Les autorités rebelles du Tigré accusent le gouvernement fédéral éthiopien d'avoir mené mardi une frappe de drone près de Mekelle, capitale de cet Etat régional du nord de l'Ethiopie, dans un climat déjà tendu qui fait craindre un nouveau conflit.
Les autorités d'Addis Abeba «ont mené une frappe de drone aujourd'hui (...) vers 10h30, dans le village de Dandera», à une quinzaine de kilomètres de Mekelle, a écrit sur Facebook Kelali Hagazi, membre du comité central du Front de libération du peuple du Tigré (TPLF). Il précise qu'il n'y a eu ni blessé ni dégât recensés. Kelali Hagazi a assuré que le drone avait visé un «centre de formation d'agriculteurs», sans plus de précisions.
Selon un prêtre originaire de la localité et qui a requis l'anonymat, un combattant des forces tigréennes a été tué dans cette attaque. «J'ai aussi entendu dire que deux autres avaient été blessés», a-t-il déclaré. Contactée par l'AFP, l'armée fédérale éthiopienne n'a pas répondu dans l'immédiat.

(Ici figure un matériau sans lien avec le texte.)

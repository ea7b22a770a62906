use crate::catalog::Catalog;
use crate::models::{CalculationResult, SelectionSet};

/// Display the three calculation figures.
///
/// Values are printed verbatim; no derived formatting.
pub fn display_results(result: &CalculationResult) {
    println!();
    println!("=== Results ===");
    println!();
    println!(
        "Total calories consumed:  {}",
        result.total_calories_consumed
    );
    println!("Daily calories needed:    {}", result.daily_calories_needed);
    println!(
        "Exercise calories burned: {}",
        result.exercise_calories_burned
    );
    println!();
}

/// Display the current selections with their catalog units.
pub fn display_selections(selections: &SelectionSet, catalog: &Catalog) {
    if selections.is_empty() {
        println!("No foods selected.");
        return;
    }

    println!();
    println!("=== Selections ({} foods) ===", selections.len());
    println!();

    for selection in selections.iter() {
        let unit = catalog
            .find_entry(&selection.name)
            .map(|e| e.unit.as_str())
            .unwrap_or("");

        println!("  {} - {} {}", selection.name, selection.quantity, unit);
    }

    println!();
}

/// Display the catalog foods with their units and calorie values.
pub fn display_food_list(catalog: &Catalog) {
    if catalog.is_empty() {
        println!("Catalog is empty.");
        return;
    }

    println!();
    println!("=== Foods ({} items) ===", catalog.len());
    println!();

    for food in &catalog.foods {
        println!(
            "  {} - {} cal per 100 {}",
            food.name, food.calories_per_hundred_units, food.unit
        );
    }

    println!();
}
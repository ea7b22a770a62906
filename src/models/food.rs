use serde::{Deserialize, Serialize};

/// A catalog food with its calorie value.
///
/// The `caloriesPerUnit` field in the catalog document holds the calories
/// contained in 100 of the food's `unit`, so a quantity contributes
/// `calories * quantity / 100`.
#[derive(Debug, Clone, Serialize, Deserialize)]
pub struct FoodEntry {
    pub name: String,

    #[serde(rename = "caloriesPerUnit")]
    pub calories_per_hundred_units: f64,

    pub unit: String,
}

impl FoodEntry {
    /// Calories contributed by `quantity` units of this food.
    #[inline]
    pub fn calories_for(&self, quantity: f64) -> f64 {
        self.calories_per_hundred_units * quantity / 100.0
    }

    /// Basic validation: non-negative calorie value.
    pub fn is_valid(&self) -> bool {
        self.calories_per_hundred_units >= 0.0
    }
}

Risque d'une nouvelle guerre
Depuis plusieurs mois, des forces fédérales et tigréennes sont massées de chaque côté de la frontière du Tigré, Etat régional le plus septentrional de l'Ethiopie, sur fond de tensions croissantes entre le gouvernement fédérales et les autorités tigréennes qui se sont affrontés entre 2020 et 2022 et s'accusent mutuellement de vouloir déclencher un nouveau conflit.
L'animosité entre le TPLF et Abiy Ahmed a débouché sur une guerre destructrice entre 2020 et 2022, laquelle a fait au moins 600'000 morts. Un accord de paix signé à Pretoria avait mis fin aux combats et assuré un calme précaire jusqu'à de nouveaux affrontements, fin 2025, puis en janvier dernier, entre l'armée fédérale et des troupes tigréennes.